Regional anthem of the Northern Mariana Islands

"Gi Talo Gi Halom Tasi" (/ch/; "In the Middle of the Sea"), also known as "Satil matawal Pacifico" (/cal/), is the regional anthem of the Northern Mariana Islands, a commonwealth of the United States.

==History==
The Chamorro lyrics for the official commonwealth anthem of the Commonwealth of the Northern Mariana Islands (CNMI) were jointly written by brothers Jose and Joaquin Pangelinan, presumably around the time after the Second World War had ended. The Carolinian lyrics for the CNMI's commonwealth anthem were written by David Kapileo Peter "Taulamwaar" the day before the signing of the Covenant in 1976. David Marciano assisted with parts of the Carolinian version of the lyrics, and his contributions were incorporated before being sang for the first time on the day that the Covenant with the United States of America was signed.
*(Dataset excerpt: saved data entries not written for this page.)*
//! Error taxonomy for schema and record operations.
//!
//! Every failure the record service or the schema store can report maps to
//! one `ApiError` variant, and each variant carries the HTTP-like status the
//! hosted backend would answer with.

use thiserror::Error;

/// Result type for schema and record operations
pub type ApiResult<T> = std::result::Result<T, ApiError>;

/// A single rejected field in a payload or collection definition
#[derive(Debug, Clone, PartialEq, Eq)]
pub struct FieldError {
    pub field: String,
    pub code: &'static str,
    pub message: String,
}

impl FieldError {
    pub fn new(field: impl Into<String>, code: &'static str, message: impl Into<String>) -> Self {
        Self {
            field: field.into(),
            code,
            message: message.into(),
        }
    }
}

impl std::fmt::Display for FieldError {
    fn fmt(&self, f: &mut std::fmt::Formatter<'_>) -> std::fmt::Result {
        write!(f, "[{}]: {}", self.field, self.message)
    }
}

/// All field errors collected while validating one payload
#[derive(Debug, Clone, Default, PartialEq, Eq)]
pub struct ValidationErrors(pub Vec<FieldError>);

impl ValidationErrors {
    pub fn new() -> Self {
        Self::default()
    }

    pub fn push(&mut self, error: FieldError) {
        self.0.push(error);
    }

    pub fn add(&mut self, field: &str, code: &'static str, message: impl Into<String>) {
        self.0.push(FieldError::new(field, code, message));
    }

    pub fn extend(&mut self, other: ValidationErrors) {
        self.0.extend(other.0);
    }

    pub fn is_empty(&self) -> bool {
        self.0.is_empty()
    }

    /// Whether a given field has at least one error
    pub fn has(&self, field: &str) -> bool {
        self.0.iter().any(|e| e.field == field)
    }

    /// Turn the collected errors into a result
    pub fn into_result(self) -> ApiResult<()> {
        if self.0.is_empty() {
            Ok(())
        } else {
            Err(ApiError::Validation(self))
        }
    }
}

impl std::fmt::Display for ValidationErrors {
    fn fmt(&self, f: &mut std::fmt::Formatter<'_>) -> std::fmt::Result {
        let parts: Vec<String> = self.0.iter().map(|e| e.to_string()).collect();
        write!(f, "{}", parts.join("; "))
    }
}

/// Errors reported by the schema store and the record service
#[derive(Debug, Error)]
pub enum ApiError {
    /// Payload or collection definition failed validation
    #[error("Validation failed: {0}")]
    Validation(ValidationErrors),

    /// The access rule denies the operation
    #[error("Forbidden: {0}")]
    Forbidden(String),

    /// Unknown collection or record, or a record hidden by its rule
    #[error("Not found: {0}")]
    NotFound(String),

    /// Request is well-formed but cannot be applied
    #[error("Bad request: {0}")]
    BadRequest(String),

    /// A rule or filter string failed to parse
    #[error("Invalid expression: {0}")]
    InvalidExpression(String),

    /// Uniqueness or ordering conflict
    #[error("Conflict: {0}")]
    Conflict(String),

    /// Unexpected failure inside the service
    #[error("Internal error: {0}")]
    Internal(String),

    /// Storage I/O error
    #[error("I/O error: {0}")]
    Io(#[from] std::io::Error),

    /// Serialization error
    #[error("Serialization error: {0}")]
    Serialization(#[from] serde_json::Error),
}

impl ApiError {
    /// HTTP status the hosted backend would answer with
    pub fn status(&self) -> u16 {
        match self {
            ApiError::Validation(_) | ApiError::BadRequest(_) | ApiError::InvalidExpression(_) => {
                400
            }
            ApiError::Forbidden(_) => 403,
            ApiError::NotFound(_) => 404,
            ApiError::Conflict(_) => 409,
            ApiError::Internal(_) | ApiError::Io(_) | ApiError::Serialization(_) => 500,
        }
    }

    /// Short machine-readable code, used in the audit log
    pub fn code(&self) -> &'static str {
        match self {
            ApiError::Validation(_) => "validation_failed",
            ApiError::Forbidden(_) => "forbidden",
            ApiError::NotFound(_) => "not_found",
            ApiError::BadRequest(_) => "bad_request",
            ApiError::InvalidExpression(_) => "invalid_expression",
            ApiError::Conflict(_) => "conflict",
            ApiError::Internal(_) => "internal_error",
            ApiError::Io(_) => "io_error",
            ApiError::Serialization(_) => "serialization_error",
        }
    }

    pub fn validation(field: &str, code: &'static str, message: impl Into<String>) -> Self {
        ApiError::Validation(ValidationErrors(vec![FieldError::new(field, code, message)]))
    }

    /// Field errors if this is a validation failure
    pub fn field_errors(&self) -> &[FieldError] {
        match self {
            ApiError::Validation(errors) => &errors.0,
            _ => &[],
        }
    }
}

#[cfg(test)]
mod tests {
    use super::*;

    #[test]
    fn test_status_codes() {
        assert_eq!(ApiError::Forbidden("x".into()).status(), 403);
        assert_eq!(ApiError::NotFound("x".into()).status(), 404);
        assert_eq!(ApiError::validation("file", "too_large", "too big").status(), 400);
        assert_eq!(ApiError::Internal("hash".into()).status(), 500);
        assert_eq!(ApiError::Conflict("dup".into()).status(), 409);
    }

    #[test]
    fn test_validation_display() {
        let mut errors = ValidationErrors::new();
        errors.add("category", "invalid_value", "Unknown option 'Jazz'");
        errors.add("file", "too_large", "File exceeds 5242880 bytes");
        assert!(errors.has("file"));
        assert!(!errors.has("description"));

        let err = errors.into_result().unwrap_err();
        let text = err.to_string();
        assert!(text.contains("[category]: Unknown option 'Jazz'"));
        assert!(text.contains("[file]: File exceeds 5242880 bytes"));
        assert_eq!(err.field_errors().len(), 2);
    }

    #[test]
    fn test_empty_errors_are_ok() {
        assert!(ValidationErrors::new().into_result().is_ok());
    }
}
Vicente "Kilili" Sablan Sr., former mayor of the Northern Mariana Islands capital, Saipan, assisted by translating the lyrics into English and Japanese. The Rematau band was the first group to sing and record the "Commonwealth National Anthem".
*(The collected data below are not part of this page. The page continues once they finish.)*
//! Restricts `audio_files` to its uploader. Creating stays open to any
//! authenticated account, including on behalf of another uploader.

use super::m1760987714_created_audio_files::AUDIO_FILES_ID;
use super::Migration;
use crate::error::ApiResult;
use crate::rule::Operation;
use crate::store::{Database, SchemaDao};

const UPLOADER_ONLY: &str = "@request.auth.id = uploader_id";
const AUTHENTICATED: &str = "@request.auth.id != \"\"";

pub fn migration() -> Migration {
    Migration {
        key: 1760987767,
        name: "1760987767_updated_audio_files",
        up,
        down,
    }
}

fn up(db: &mut Database) -> ApiResult<()> {
    let mut collection = db.find_collection_by_name_or_id(AUDIO_FILES_ID)?;
    collection.set_all_rules(Some(UPLOADER_ONLY));
    collection.set_rule(Operation::Create, Some(AUTHENTICATED));
    db.save_collection(collection)
}

fn down(db: &mut Database) -> ApiResult<()> {
    let mut collection = db.find_collection_by_name_or_id(AUDIO_FILES_ID)?;
    collection.set_all_rules(None);
    db.save_collection(collection)
}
During the First Constitutional Convention, a resolution was introduced to compel the new government to proclaim the song as the official anthem of the soon-to-be-created Commonwealth of the Northern Mariana Islands. In 1996, it became the official commonwealth anthem by virtue of Public Law 10-28, authored in the Tenth CNMI Legislature and signed by then Governor Froilan Cruz Tenorio into law. Both versions of the commonwealth anthem are taught to students as well as displayed prominently in official programs and posters, as both versions make up the one commonwealth anthem – not one or the other. The melody of the song is taken from the 19th-century German tune "Im schönsten Wiesengrunde" (with lyrics written by Wilhelm Ganzhorn in 1851), which in turn is based on the older folk tune "Drei Lilien, drei Lilien". Coincidentally, the national anthem of the neighboring Federated States of Micronesia is derived from a 19th-century German song.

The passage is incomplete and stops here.